## TASK DETAILS
Check each line of the listing below for the word "LengthBounds" and say how many lines have it. Nothing else should be written.

-- -- --

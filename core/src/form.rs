//! Form state controller: values, touched flags, errors and submission.
//!
//! # Design
//! `FormState` owns a `Validator` and the three maps it drives. Changing a
//! field revalidates only that field; submitting revalidates all of them and
//! replaces the error map wholesale. Submission is split into
//! `begin_submit` / `finish_submit` so a host that awaits the network in
//! between still sees the form as `Busy` and cannot submit twice.

use std::collections::BTreeMap;

use crate::validate::{FormValues, Validator};

/// Field name → error message. A missing key means the field is valid.
pub type FormErrors = BTreeMap<String, String>;

/// Result of a submit attempt.
#[derive(Debug, Clone, PartialEq, Eq)]
pub enum SubmitOutcome<R> {
    /// At least one field failed validation; the callback did not run.
    Invalid,
    /// A previous submission has not settled yet.
    Busy,
    Submitted(R),
}

impl<R> SubmitOutcome<R> {
    pub fn is_submitted(&self) -> bool {
        matches!(self, SubmitOutcome::Submitted(_))
    }

    fn skip<U>(self) -> SubmitOutcome<U> {
        match self {
            SubmitOutcome::Invalid => SubmitOutcome::Invalid,
            _ => SubmitOutcome::Busy,
        }
    }
}

/// Passed to the submit callback so it can ask for the form to be cleared
/// once it returns.
#[derive(Debug, Default)]
pub struct ResetHandle {
    requested: bool,
}

impl ResetHandle {
    pub fn reset(&mut self) {
        self.requested = true;
    }
}

/// A bound input: the field's name and current value, plus its change
/// handler.
#[derive(Debug)]
pub struct FieldBinding<'a> {
    form: &'a mut FormState,
    name: String,
}

impl FieldBinding<'_> {
    pub fn name(&self) -> &str {
        &self.name
    }

    pub fn value(&self) -> &str {
        self.form.value(&self.name)
    }

    pub fn on_change(&mut self, value: impl Into<String>) {
        self.form.change(&self.name, value);
    }
}

#[derive(Debug, Clone)]
pub struct FormState {
    validator: Validator,
    initial: FormValues,
    values: FormValues,
    errors: FormErrors,
    touched: BTreeMap<String, bool>,
    attempted: bool,
    submitting: bool,
}

impl FormState {
    pub fn new(validator: Validator, initial: FormValues) -> Self {
        Self {
            validator,
            values: initial.clone(),
            initial,
            errors: FormErrors::new(),
            touched: BTreeMap::new(),
            attempted: false,
            submitting: false,
        }
    }

    /// Form whose initial values are empty strings for every validated field.
    pub fn blank(validator: Validator) -> Self {
        let initial = validator.blank_values();
        Self::new(validator, initial)
    }

    pub fn register(&mut self, field: &str) -> FieldBinding<'_> {
        FieldBinding {
            name: field.to_string(),
            form: self,
        }
    }

    /// Record a new value for `field`, mark it touched and revalidate it
    /// along with every field that must match it.
    pub fn change(&mut self, field: &str, value: impl Into<String>) {
        self.values.insert(field.to_string(), value.into());
        self.touched.insert(field.to_string(), true);
        let dependents: Vec<String> = self
            .validator
            .rules()
            .iter()
            .filter(|rule| rule.must_match.as_deref() == Some(field))
            .map(|rule| rule.name.clone())
            .collect();
        self.revalidate(field);
        for name in &dependents {
            self.revalidate(name);
        }
    }

    fn revalidate(&mut self, field: &str) {
        let message = self.validator.validate(field, &self.values);
        if message.is_empty() {
            self.errors.remove(field);
        } else {
            self.errors.insert(field.to_string(), message);
        }
    }

    /// Replace values without marking anything touched, e.g. to prefill an
    /// edit form from the server.
    pub fn set_values(&mut self, values: FormValues) {
        for (field, value) in values {
            self.errors.remove(&field);
            self.values.insert(field, value);
        }
    }

    pub fn values(&self) -> &FormValues {
        &self.values
    }

    pub fn value(&self, field: &str) -> &str {
        self.values.get(field).map(String::as_str).unwrap_or("")
    }

    pub fn errors(&self) -> &FormErrors {
        &self.errors
    }

    pub fn error(&self, field: &str) -> Option<&str> {
        self.errors.get(field).map(String::as_str)
    }

    /// The error for `field` if the user should see it: only once the field
    /// has been touched or a submit has been attempted.
    pub fn visible_error(&self, field: &str) -> Option<&str> {
        if self.attempted || self.is_touched(field) {
            self.error(field)
        } else {
            None
        }
    }

    pub fn is_touched(&self, field: &str) -> bool {
        self.touched.get(field).copied().unwrap_or(false)
    }

    pub fn is_submitting(&self) -> bool {
        self.submitting
    }

    pub fn submit_attempted(&self) -> bool {
        self.attempted
    }

    /// Validate every field regardless of touched state.
    pub fn validate_all(&self) -> FormErrors {
        self.values
            .keys()
            .filter_map(|field| {
                let message = self.validator.validate(field, &self.values);
                (!message.is_empty()).then(|| (field.clone(), message))
            })
            .collect()
    }

    /// Validate everything and, if clean, enter the submitting state and hand
    /// back a snapshot of the values. Call `finish_submit` once the request
    /// has settled.
    pub fn begin_submit(&mut self) -> SubmitOutcome<FormValues> {
        if self.submitting {
            return SubmitOutcome::Busy;
        }
        self.attempted = true;
        self.errors = self.validate_all();
        if !self.errors.is_empty() {
            return SubmitOutcome::Invalid;
        }
        self.submitting = true;
        SubmitOutcome::Submitted(self.values.clone())
    }

    pub fn finish_submit(&mut self) {
        self.submitting = false;
    }

    /// Validate and, if there are no errors, run `on_submit` with the values
    /// and a reset handle.
    pub fn handle_submit<R>(
        &mut self,
        on_submit: impl FnOnce(&FormValues, &mut ResetHandle) -> R,
    ) -> SubmitOutcome<R> {
        let values = match self.begin_submit() {
            SubmitOutcome::Submitted(values) => values,
            other => return other.skip(),
        };
        let mut handle = ResetHandle::default();
        let result = on_submit(&values, &mut handle);
        self.finish_submit();
        if handle.requested {
            self.reset();
        }
        SubmitOutcome::Submitted(result)
    }

    /// Back to the initial values with no errors and nothing touched.
    pub fn reset(&mut self) {
        self.values = self.initial.clone();
        self.errors.clear();
        self.touched.clear();
        self.attempted = false;
        self.submitting = false;
    }
}

#[cfg(test)]
mod tests {
    use super::*;
    use crate::validate::LengthBounds;

    fn book_form() -> FormState {
        FormState::blank(Validator::book(LengthBounds::default()))
    }

    fn fill_valid_book(form: &mut FormState) {
        form.change("title", "Dune");
        form.change("author", "Frank Herbert");
        form.change("genre", "Sci-fi");
        form.change("date", "1965-08-01");
        form.change("summary", "A desert planet and its spice.");
    }

    #[test]
    fn register_binds_name_and_value() {
        let mut form = book_form();
        let mut binding = form.register("title");
        assert_eq!(binding.name(), "title");
        assert_eq!(binding.value(), "");
        binding.on_change("Dune");
        assert_eq!(binding.value(), "Dune");
        assert!(form.is_touched("title"));
    }

    #[test]
    fn register_unknown_field_does_not_fail() {
        let mut form = book_form();
        assert_eq!(form.register("subtitle").value(), "");
        form.register("subtitle").on_change("x");
        assert_eq!(form.value("subtitle"), "x");
        assert!(form.error("subtitle").is_none());
    }

    #[test]
    fn change_tracks_error_but_hides_untouched() {
        let mut form = book_form();
        form.change("title", " ");
        assert_eq!(form.visible_error("title"), Some("Title is required."));
        assert_eq!(form.visible_error("author"), None);

        form.change("title", "Dune");
        assert_eq!(form.error("title"), None);
    }

    #[test]
    fn submit_with_errors_skips_callback_and_shows_all_errors() {
        let mut form = book_form();
        let mut called = false;
        let outcome = form.handle_submit(|_, _| called = true);

        assert_eq!(outcome, SubmitOutcome::Invalid);
        assert!(!called);
        assert!(form.submit_attempted());
        assert_eq!(form.visible_error("author"), Some("Author is required."));
        assert!(!form.errors().contains_key("imageUrl"));
    }

    #[test]
    fn submit_is_idempotent_without_changes() {
        let mut form = book_form();
        form.change("title", "Dune");
        form.handle_submit(|_, _| ());
        let first = form.errors().clone();
        form.handle_submit(|_, _| ());
        assert_eq!(form.errors(), &first);
    }

    #[test]
    fn submit_runs_callback_when_valid() {
        let mut form = book_form();
        fill_valid_book(&mut form);
        let outcome = form.handle_submit(|values, _| values["title"].clone());
        assert_eq!(outcome, SubmitOutcome::Submitted("Dune".to_string()));
        assert!(!form.is_submitting());
        assert_eq!(form.value("title"), "Dune");
    }

    #[test]
    fn reset_handle_clears_form_after_callback() {
        let mut form = book_form();
        fill_valid_book(&mut form);
        form.handle_submit(|_, reset| reset.reset());
        assert_eq!(form.value("title"), "");
        assert!(!form.is_touched("title"));
    }

    #[test]
    fn second_submit_while_in_flight_is_busy() {
        let mut form = book_form();
        fill_valid_book(&mut form);
        assert!(form.begin_submit().is_submitted());
        assert!(form.is_submitting());

        let mut called = false;
        assert_eq!(form.handle_submit(|_, _| called = true), SubmitOutcome::Busy);
        assert!(!called);

        form.finish_submit();
        assert!(form.handle_submit(|_, _| ()).is_submitted());
    }

    #[test]
    fn reset_restores_initial_state() {
        let initial: FormValues = [("comment".to_string(), "draft".to_string())].into();
        let mut form = FormState::new(Validator::comment(), initial.clone());
        form.change("comment", "");
        form.handle_submit(|_, _| ());
        form.reset();

        assert_eq!(form.values(), &initial);
        assert!(form.errors().is_empty());
        assert!(!form.is_touched("comment"));
        assert!(!form.submit_attempted());
        assert!(!form.is_submitting());
    }

    #[test]
    fn set_values_prefills_without_touching() {
        let mut form = book_form();
        form.handle_submit(|_, _| ());
        form.set_values([("title".to_string(), "Emma".to_string())].into());
        assert_eq!(form.value("title"), "Emma");
        assert!(!form.is_touched("title"));
        assert_eq!(form.error("title"), None);
    }

    #[test]
    fn confirm_mismatch_independent_of_change_order() {
        let mut form = FormState::blank(Validator::register());
        form.change("confirmPassword", "abc");
        form.change("password", "abd");
        let errors = form.validate_all();
        assert_eq!(errors.get("confirmPassword").map(String::as_str), Some("Passwords do not match."));
    }

    #[test]
    fn confirm_error_clears_when_password_catches_up() {
        let mut form = FormState::blank(Validator::register());
        form.change("confirmPassword", "abc");
        assert_eq!(form.visible_error("confirmPassword"), Some("Passwords do not match."));

        form.change("password", "abc");
        assert_eq!(form.visible_error("confirmPassword"), None);
    }

    #[test]
    fn confirm_error_appears_when_password_diverges() {
        let mut form = FormState::blank(Validator::register());
        form.change("password", "abc");
        form.change("confirmPassword", "abc");
        assert_eq!(form.visible_error("confirmPassword"), None);

        form.change("password", "abd");
        assert_eq!(form.visible_error("confirmPassword"), Some("Passwords do not match."));
        assert_eq!(form.visible_error("password"), None);
    }

    #[test]
    fn untouched_confirm_error_stays_hidden() {
        let mut form = FormState::blank(Validator::register());
        form.change("password", "abc");
        assert_eq!(form.visible_error("confirmPassword"), None);
        assert!(form.errors().contains_key("confirmPassword"));
    }
}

-- -- --

## ANSWER TO THE PROBLEM
2